Teste de oxidase em bactérias para descobrir sua capacidade de oxidar o citocromo C reduzido

Leia este artigo para aprender sobre o teste da oxidase em bactérias para descobrir sua capacidade de oxidar o citocromo C reduzido:

Princípio:

Algumas bactérias têm a capacidade de oxidase 'reduzida citocromo C' presente em suas células para 'oxidado citocromo C', como eles podem produzir a enzima 'citocromo oxidase'.

O citocromo oxidado C produz uma cor púrpura (roxo de Wurster) com o corante N-tetrametil-para-fenilenodiamina (isto é, reagente oxidase).

No teste da oxidase, placas de ágar nutriente contendo as colônias das bactérias de teste são inundadas com a solução de reagente oxidase. Se as bactérias têm a capacidade de produzir a enzima citocromo oxidase, a cor das colônias nas placas muda para roxo. Se as bactérias não têm a capacidade de produzir citocromo oxidase, as colônias mantêm a cor rosa original do reagente oxidase.

Materiais requisitados:

Placas de Petri, frasco cônico, tampões de algodão, alça de inoculação de fio de platina, autoclave, bico de bunsen, câmara de fluxo laminar, jarra de descarte, incubadora, tira de papel filtro Whatman, reagente oxidase (N-tetrametil-para-fenilenodiamina) nutriente, colônias isoladas culturas puras de bactérias.

Procedimento:

a) Método da placa:

1. Duas placas de petri são limpas, cobertas com papel craft e amarradas com fio ou elástico (Figura 7.19). Estes passos, bem como a esterilização das placas de petri no passo 6 são omitidos, se as placas de petri esterilizadas no forno forem utilizadas directamente.

2. Os ingredientes do meio nutriente ágar ou do seu pó pronto a usar, necessários para 100 ml de meio, são pesados e dissolvidos em 100 ml de água destilada, num balão cónico de 250 ml, agitando e agitando.

3. Seu pH é determinado usando um papel de pH ou medidor de pH e ajustado para 7, 0 usando 0, 1 N HCI se é mais ou usando 0, 1N NaOH se for menor.

4. O balão é aquecido para dissolver o ágar no meio completamente.

5. O frasco é de algodão, coberto com papel ofício e amarrado com fio ou elástico.

6. As duas placas de petri e o frasco cônico contendo meio nutriente ágar são esterilizados a 121 ° C (15 psi de pressão) por 15 minutos em autoclave.

7. Após a esterilização, eles são removidos da autoclave e deixados esfriar por algum tempo, sem permitir que o meio solidifique.
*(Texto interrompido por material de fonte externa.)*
impl Ucb1Bandit {
    /// Create an empty bandit that seeds arms from `priors` on first touch
    pub fn new(priors: PriorTable) -> Self {
        Self {
            arms: BTreeMap::new(),
            priors,
            exploration: DEFAULT_EXPLORATION,
        }
    }

    /// Set the exploration constant. Negative or non-finite values fall back to the default.
    pub fn with_exploration(mut self, c: f64) -> Self {
        self.exploration = if c.is_finite() && c >= 0.0 {
            c
        } else {
            DEFAULT_EXPLORATION
        };
        self
    }

    /// Eagerly seed every category for each handler, plus every prior arm
    pub fn seed_handlers<'a>(&mut self, handlers: impl IntoIterator<Item = &'a str>) {
        for handler in handlers {
            for category in Category::ALL {
                self.ensure_arm(category, handler);
            }
        }
        let prior_arms: Vec<(Category, String)> = self
            .priors
            .iter()
            .map(|(c, h, _)| (c, h.to_string()))
            .collect();
        for (category, handler) in prior_arms {
            self.ensure_arm(category, &handler);
        }
    }

    /// Get the arm, seeding it from priors if it does not exist yet
    pub fn ensure_arm(&mut self, category: Category, handler: &str) -> &mut ArmStats {
        let seed = self.priors.seed(category, handler);
        self.arms
            .entry(category)
            .or_default()
            .entry(handler.to_string())
            .or_insert(seed)
    }

    pub fn get(&self, category: Category, handler: &str) -> Option<ArmStats> {
        self.arms.get(&category).and_then(|m| m.get(handler)).copied()
    }

    /// Score the eligible handlers without mutating anything but seeds
    ///
    /// Handlers are scored in lexicographic order so ties resolve to the
    /// first name, independent of the order the caller passed them in.
    pub fn score(&mut self, category: Category, eligible: &[&str]) -> Result<RoutingDebugInfo> {
        let mut handlers: Vec<&str> = eligible.to_vec();
        handlers.sort_unstable();
        handlers.dedup();
        if handlers.is_empty() {
            return Err(Error::NoEligibleHandlers(category));
        }

        let total_pulls: u64 = handlers
            .iter()
            .map(|h| self.ensure_arm(category, h).pulls)
            .sum();

        let mut scores = BTreeMap::new();
        let mut best: Option<(&str, f64)> = None;
        for &handler in &handlers {
            let stats = *self.ensure_arm(category, handler);
            let average_reward = stats.average_reward();
            let bonus = exploration_bonus(self.exploration, total_pulls, stats.pulls);
            let score = average_reward + bonus;
            scores.insert(
                handler.to_string(),
                ArmScore {
                    score,
                    average_reward,
                    exploration_bonus: bonus,
                    pulls: stats.pulls,
                    total_reward: stats.total_reward,
                },
            );
            if best.is_none_or(|(_, s)| score > s) {
                best = Some((handler, score));
            }
        }

        let selected = best
            .map(|(h, _)| h.to_string())
            .ok_or(Error::NoEligibleHandlers(category))?;

        Ok(RoutingDebugInfo {
            category,
            selected,
            total_pulls,
            scores,
            manual_override: false,
            rejected_override: None,
            classifier_scores: BTreeMap::new(),
        })
    }

    /// Select the best arm and count the pull
    pub fn select(&mut self, category: Category, eligible: &[&str]) -> Result<RoutingDebugInfo> {
        let info = self.score(category, eligible)?;
        self.ensure_arm(category, &info.selected).pulls += 1;
        Ok(info)
    }

    /// Count a pull for an arm chosen by other means
    pub fn record_pull(&mut self, category: Category, handler: &str) -> ArmStats {
        let stats = self.ensure_arm(category, handler);
        stats.pulls += 1;
        *stats
    }

    /// Add an observed reward to an existing arm. Pulls are unchanged.
    pub fn update(&mut self, category: Category, handler: &str, reward: f64) -> Result<ArmStats> {
        validate_reward(reward)?;
        let stats = self
            .arms
            .get_mut(&category)
            .and_then(|m| m.get_mut(handler))
            .ok_or_else(|| Error::UnknownArm {
                category,
                handler: handler.to_string(),
            })?;
        stats.total_reward += reward;
        Ok(*stats)
    }

    pub fn arms(&self) -> &ArmTable {
        &self.arms
    }

    /// Replace state with a persisted snapshot, then seed whatever it lacks
    ///
    /// Entries that break the store invariants are dropped and re-seeded.
    /// Returns the number of dropped entries.
    pub fn import(&mut self, snapshot: ArmTable) -> usize {
        let mut dropped = 0;
        let mut arms = ArmTable::new();
        for (category, handlers) in snapshot {
            for (handler, stats) in handlers {
                if stats.is_valid() {
                    arms.entry(category).or_default().insert(handler, stats);
                } else {
                    dropped += 1;
                }
            }
        }
        self.arms = arms;
        dropped
    }

    /// Drop all observations and return to the priors
    pub fn reset<'a>(&mut self, handlers: impl IntoIterator<Item = &'a str>) {
        self.arms.clear();
        self.seed_handlers(handlers);
    }

    /// Rank handlers by their average reward across every category
    pub fn leaderboard(&self) -> Vec<LeaderboardEntry> {
        let mut totals: BTreeMap<&str, (u64, f64, usize)> = BTreeMap::new();

        for handlers in self.arms.values() {
            let mut winner: Option<(&str, f64)> = None;
            for (handler, stats) in handlers {
                let entry = totals.entry(handler.as_str()).or_default();
                entry.0 += stats.pulls;
                entry.1 += stats.total_reward;
                let avg = stats.average_reward();
                if winner.is_none_or(|(_, best)| avg > best) {
                    winner = Some((handler.as_str(), avg));
                }
            }
            if let Some((handler, _)) = winner {
                totals.entry(handler).or_default().2 += 1;
            }
        }

        let mut board: Vec<LeaderboardEntry> = totals
            .into_iter()
            .map(|(handler, (pulls, reward, won))| LeaderboardEntry {
                handler: handler.to_string(),
                total_pulls: pulls,
                average_reward: if pulls > 0 { reward / pulls as f64 } else { 0.0 },
                categories_won: won,
            })
            .collect();

        board.sort_by(|a, b| {
            b.average_reward
                .total_cmp(&a.average_reward)
                .then_with(|| a.handler.cmp(&b.handler))
        });
        board
    }
}

/// Rewards must be finite and inside [0, 1]
pub fn validate_reward(reward: f64) -> Result<()> {
    if reward.is_finite() && (0.0..=1.0).contains(&reward) {
        Ok(())
    } else {
        Err(Error::InvalidReward(reward))
    }
}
O resfriamento do meio evita a condensação e o acúmulo de gotículas de água dentro das placas. Se o meio já tiver sido preparado e solidificado durante o armazenamento, ele deve ser liquefeito aquecendo cuidadosamente até que derreta completamente.
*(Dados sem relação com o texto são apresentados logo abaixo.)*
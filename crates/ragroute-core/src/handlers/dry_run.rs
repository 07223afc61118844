//! Placeholder handlers that answer without retrieving anything
//!
//! Useful for exercising routing and feedback end to end (the CLI uses them)
//! when the real retrieval strategies are not wired in.

use async_trait::async_trait;
use serde_json::json;

use super::traits::{Handler, HandlerOutput};
use crate::error::Result;

/// Built-in handler ids with their descriptions
pub const DEFAULT_HANDLERS: &[(&str, &str)] = &[
    ("naive_rag", "Basic chunk-retrieve-generate baseline"),
    ("sentence_window_rag", "Embeds sentences and retrieves the surrounding window"),
    ("parent_child_rag", "Searches small child chunks, returns their parent documents"),
    ("agentic_rag", "Self-correcting retrieval with relevance grading and query rewriting"),
    ("multimodal_rag", "Retrieves over images and text together"),
    ("table_rag", "Answers analytical questions over structured tables"),
    ("graph_rag", "Answers entity and relationship questions from a knowledge graph"),
    ("hybrid_rag", "Dense plus BM25 retrieval with rank fusion"),
    ("hyde_rag", "Retrieves with a hypothetical answer to bridge vague queries"),
    ("corrective_rag", "Falls back to web search when local retrieval is weak"),
    ("lora_rag", "Generates with local LoRA adapters when available"),
];

/// Handler that reports where the question was routed instead of answering it
#[derive(Debug, Clone)]
pub struct DryRunHandler {
    id: String,
    description: String,
}

impl DryRunHandler {
    pub fn new(id: impl Into<String>) -> Self {
        Self {
            id: id.into(),
            description: String::new(),
        }
    }

    pub fn with_description(mut self, description: impl Into<String>) -> Self {
        self.description = description.into();
        self
    }

    /// One dry-run handler per entry in [`DEFAULT_HANDLERS`]
    pub fn defaults() -> Vec<Self> {
        DEFAULT_HANDLERS
            .iter()
            .map(|(id, description)| Self::new(*id).with_description(*description))
            .collect()
    }
}

#[async_trait]
impl Handler for DryRunHandler {
    fn id(&self) -> &str {
        &self.id
    }

    fn description(&self) -> &str {
        &self.description
    }

    async fn run(&self, question: &str, top_k: usize) -> Result<HandlerOutput> {
        Ok(
            HandlerOutput::new(format!("[dry run] {} would answer: {}", self.id, question))
                .with_metadata(json!({ "dry_run": true, "top_k": top_k })),
        )
    }
}

#[cfg(test)]
mod tests {
    use super::*;

    #[tokio::test]
    async fn test_dry_run_echoes_question() {
        let handler = DryRunHandler::new("naive_rag");
        let output = handler.run("What is RAG?", 5).await.unwrap();
        assert!(output.answer.contains("naive_rag"));
        assert!(output.answer.contains("What is RAG?"));
        assert_eq!(output.source_count, 0);
        assert_eq!(output.metadata["top_k"], 5);
    }

    #[test]
    fn test_defaults_cover_every_builtin() {
        let handlers = DryRunHandler::defaults();
        assert_eq!(handlers.len(), DEFAULT_HANDLERS.len());
        assert!(handlers.iter().all(|h| !h.description().is_empty()));
    }
}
8. Para preparar as placas de ágar nutriente, antes que o meio nutriente esterilizado resfrie e solidifique, em estado quente fundido, despeje assepticamente, de preferência dentro de uma câmara de fluxo laminar, nas duas placas de petri esterilizadas (aproximadamente 20 ml cada), para que o meio derretido cobre completamente o fundo das placas de petri.
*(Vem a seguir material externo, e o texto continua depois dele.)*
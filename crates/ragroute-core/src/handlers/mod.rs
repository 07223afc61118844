//! Retrieval handlers
//!
//! Handlers are the strategies the router chooses between. They are external
//! collaborators: this crate defines the capability trait and a registry,
//! plus dry-run placeholders for driving the router without real retrieval.

mod dry_run;
mod registry;
mod traits;

pub use dry_run::{DEFAULT_HANDLERS, DryRunHandler};
pub use registry::HandlerRegistry;
pub use traits::{Handler, HandlerInfo, HandlerOutput};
Em seguida, as placas são cobertas com as tampas e deixadas esfriar, de modo a solidificar o meio dentro delas. O vapor de água que pode condensar na superfície interna das placas e tampas é evaporado, mantendo as placas e tampas em posição invertida em uma incubadora a 37 ° C por cerca de 1 hora.

9. Cada placa é marcada no lado inferior em quatro trimestres.

10. A “inoculação pontual” das bactérias de teste é feita assepticamente, preferencialmente em uma câmara de fluxo laminar, no centro de cada quarto fazendo uma mancha (ou pequeno esfregaço) da bactéria com a ajuda de um laço esterilizado por chama. O laço é esterilizado após cada inoculação.

11. As placas inoculadas são incubadas em posição invertida, de cima para baixo, a 37 ° C por 24 horas em uma incubadora até que as colônias das bactérias sejam visíveis.

12. As placas são inundadas com reagente oxidase.

b) Método do papel:

1. Uma tira de papel de filtro Whatman, mergulhada em reagente oxidase a 1%, é seca e mantida no escuro.

2. Antes do uso, ele é umedecido e um loop das bactérias de teste é colocado como um ponto com a ajuda de um loop de fio de platina. O loop de nicromo pode oxidar o reagente. Portanto, o laço de platina deve ser usado.

3. O ponto é observado após 10 segundos.